Nissan and Renault on Monday unveiled details of their redesigned alliance, with the Japanese car maker committing to buy a stake of up to 15% in Renault’s electric vehicles unit Ampere.

The alliance junior partner Mitsubishi Motors will also consider investing in Ampere, which Renault aims to list, the companies said in a statement.

“Nissan’s intention is to invest up to 15% in Ampere, Renault Group’s EV & Software entity in Europe, with the aim to become a strategic investor,” the statement said ahead of a presentation in London.

The companies had already announced that under the deal to revive their long-standing alliance the French carmaker would reduce its stake in its Japanese partner to 15% from around 43% now.

Renault will transfer 28.4% of Nissan shares into a French trust, making the two more equal partners in the alliance.

Sources close to the matter said the agreement aimed to make the alliance freer and more balanced for the next 15 years.

The partnership will produce synergies from joint projects in Europe, India and Latin America, and the companies will work together in Renault’s flagship EV business, electronics and solid-state batteries. 

Renault will have flexibility to sell the Nissan shares held in the trust but “it has no obligation to sell the shares within a specific pre-determined period of time,” the statement on Monday said.

When it does sell, “Nissan would benefit from a right of first offer, to its or the benefit of a designated third party.”

The two companies last month announced a sweeping remake of their 24-year-old automaking alliance, which was thrown into disarray by the ouster of its architect and former chairman, Carlos Ghosn, amid financial scandal.

That announcement came after nearly four months of intense talks complicated by concerns about the sharing of intellectual property as Renault sought tie-ups with companies outside their alliance.

Renault’s board approved the deal on Sunday night, according to a source.
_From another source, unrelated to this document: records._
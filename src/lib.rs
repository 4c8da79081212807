pub mod types;
pub mod config;
pub mod catalog;
pub mod tags;
pub mod tournament;
pub mod ledger;
pub mod leaderboard;
pub mod tournament_commands;
pub mod score_commands;

use catalog::{catalog_snapshot_from_store, maybe_refresh_catalog};
use config::*;
use leaderboard::maybe_refresh_leaderboard;
use types::*;

use axum::{
    extract::State as AxumState,
    response::IntoResponse,
    routing::{get, get_service},
    Router,
};
use std::{
    fs,
    path::PathBuf,
    sync::{
        atomic::{AtomicBool, Ordering},
        Arc, Mutex,
    },
};
use tauri::{Emitter, State};
use tokio::net::TcpListener;
use tower_http::services::ServeDir;
use tracing::{error, info};
use tracing_subscriber::EnvFilter;

// ── Config commands ────────────────────────────────────────────────────

#[tauri::command]
fn load_config() -> Result<AppConfig, String> {
    load_config_inner()
}

#[tauri::command]
fn save_config(config: AppConfig) -> Result<AppConfig, String> {
    save_config_inner(config)
}

// ── Catalog command ────────────────────────────────────────────────────

#[tauri::command]
fn catalog_snapshot(
    force: Option<bool>,
    catalog: State<'_, SharedCatalog>,
) -> Result<CatalogSnapshot, String> {
    let config = load_config_inner()?;
    maybe_refresh_catalog(&config, &catalog, force.unwrap_or(false));
    Ok(catalog_snapshot_from_store(&catalog))
}

// ── Readiness signal ───────────────────────────────────────────────────

static READY_SIGNALED: AtomicBool = AtomicBool::new(false);

/// First caller claims the ready flag; everyone after sees it set.
fn try_mark_ready() -> bool {
    !READY_SIGNALED.swap(true, Ordering::SeqCst)
}

/// Tell the shell the backend is up. Invoked once from `run`; repeat
/// calls are no-ops so the signal cannot fire twice.
fn signal_app_ready(app: &tauri::AppHandle) {
    if !try_mark_ready() {
        return;
    }
    match app.emit("app-ready", ()) {
        Ok(()) => info!("app ready signal sent"),
        Err(e) => error!("app ready signal failed: {e}"),
    }
}

// ── Leaderboard overlay server ─────────────────────────────────────────

fn resolve_overlay_dir() -> PathBuf {
    if let Some(raw) = env_default("OVERLAY_DIR") {
        resolve_repo_path(&raw)
    } else {
        repo_root().join("ui")
    }
}

fn overlay_router(state: OverlayServerState, static_dir: PathBuf) -> Router {
    let static_files = get_service(ServeDir::new(static_dir));

    Router::new()
        .route("/state.json", get(get_leaderboard_state_json))
        .nest_service("/", static_files)
        .with_state(state)
}

async fn start_overlay_server(state: OverlayServerState, static_dir: PathBuf, addr: &str) {
    let app = overlay_router(state, static_dir);
    let listener = match TcpListener::bind(addr).await {
        Ok(listener) => listener,
        Err(e) => {
            error!("leaderboard overlay server failed to bind {addr}: {e}");
            return;
        }
    };
    info!("leaderboard overlay server listening at http://{addr}/");
    if let Err(e) = axum::serve(listener, app).await {
        error!("leaderboard overlay server error: {e}");
    }
}

async fn get_leaderboard_state_json(
    AxumState(state): AxumState<OverlayServerState>,
) -> impl IntoResponse {
    let worker_state = state.clone();
    // The ledger client is blocking; keep it off the async workers.
    let snapshot = tokio::task::spawn_blocking(move || {
        let config = load_config_inner().unwrap_or_else(|_| AppConfig::default());
        let entries = maybe_refresh_catalog(&config, &worker_state.catalog, false);
        let scores =
            maybe_refresh_leaderboard(&config, &worker_state.leaderboard, &entries, false);
        let last_error = {
            let guard = worker_state
                .leaderboard
                .lock()
                .unwrap_or_else(|e| e.into_inner());
            guard.last_error.clone()
        };
        LeaderboardSnapshot {
            scores,
            last_error,
            generated_at_ms: now_ms(),
        }
    })
    .await
    .unwrap_or_else(|e| LeaderboardSnapshot {
        scores: Vec::new(),
        last_error: Some(format!("leaderboard refresh task failed: {e}")),
        generated_at_ms: now_ms(),
    });

    let body = serde_json::to_string(&snapshot).unwrap_or_else(|_| "{}".to_string());
    (
        [
            ("Content-Type", "application/json"),
            ("Cache-Control", "no-store"),
            ("Pragma", "no-cache"),
            ("Expires", "0"),
        ],
        body,
    )
}

// ── Entry point ────────────────────────────────────────────────────────

pub fn run() {
    load_env_file();

    // Initialize tracing with file + stderr output
    let logs_dir = repo_root().join("logs");
    fs::create_dir_all(&logs_dir).ok();
    let file_appender = tracing_appender::rolling::daily(&logs_dir, "app.log");
    let (non_blocking, _guard) = tracing_appender::non_blocking(file_appender);
    tracing_subscriber::fmt()
        .with_env_filter(
            EnvFilter::try_from_default_env()
                .unwrap_or_else(|_| EnvFilter::new("info")),
        )
        .with_writer(non_blocking)
        .with_ansi(false)
        .init();
    info!("SwipeCast starting");
    log_env_warnings();

    let catalog: SharedCatalog = Arc::new(Mutex::new(CatalogStore::default()));
    let tournament: SharedTournament = Arc::new(Mutex::new(tournament::Tournament::new()));
    let leaderboard: SharedLeaderboard = Arc::new(Mutex::new(LeaderboardState::default()));
    tauri::Builder::default()
        .plugin(tauri_plugin_opener::init())
        .manage(catalog.clone())
        .manage(tournament.clone())
        .manage(leaderboard.clone())
        .setup(move |app| {
            let overlay_state = OverlayServerState {
                catalog: catalog.clone(),
                leaderboard: leaderboard.clone(),
            };
            tauri::async_runtime::spawn(start_overlay_server(
                overlay_state,
                resolve_overlay_dir(),
                OVERLAY_ADDR,
            ));

            signal_app_ready(app.handle());
            Ok(())
        })
        .invoke_handler(tauri::generate_handler![
            load_config,
            save_config,
            catalog_snapshot,
            tournament_commands::list_eligible_tags,
            tournament_commands::tournament_state,
            tournament_commands::tournament_start,
            tournament_commands::tournament_choose,
            tournament_commands::tournament_restart,
            tournament_commands::tournament_reset,
            score_commands::leaderboard_scores,
            score_commands::list_score_categories
        ])
        .run(tauri::generate_context!())
        .expect("error while running tauri app")
}

#[cfg(test)]
mod tests {
    use super::*;

    #[test]
    fn test_ready_signal_fires_once() {
        assert!(try_mark_ready());
        assert!(!try_mark_ready());
    }
}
Nissan’s board also approved it early on Monday, the source said.

Investors and analysts will be looking for more clarity on how the trust in which Renault will place the bulk of its Nissan stake will operate.

“There is absolutely no word about what’s going to happen to those shares in the trust,” said CLSA analyst Christopher Richter. “It seems they’re all avoiding the issue of Nissan buying them back which I think would be the best thing for all parties involved.”

Richter said Renault’s brand is not seen as being a strong brand, so it may be tough for the French carmaker to raise money for Ampere.

“I wonder once this thing goes into the market how much money you would really raise, he said. “That’s why I think they’re going to push Nissan to pay too much.”

The unequal relationship between the two carmakers had long been a source of friction among Nissan executives.

While Renault bailed out Nissan two decades ago, it is the smaller automaker by sales.

CLSA’s Richter said that the revamped alliance could enable Nissan and Renault to work together on R&D, shared costs and a few shared products “with a little bit less rancor and acrimony between them,” but added that Honda and General Motors <GM.N> have built a partnership that includes jointly developing lower-cost EVs together without any need for a capital relationship.

“One almost wonders what’s the point of them having any stake in either one, any stake at all,” Richter said.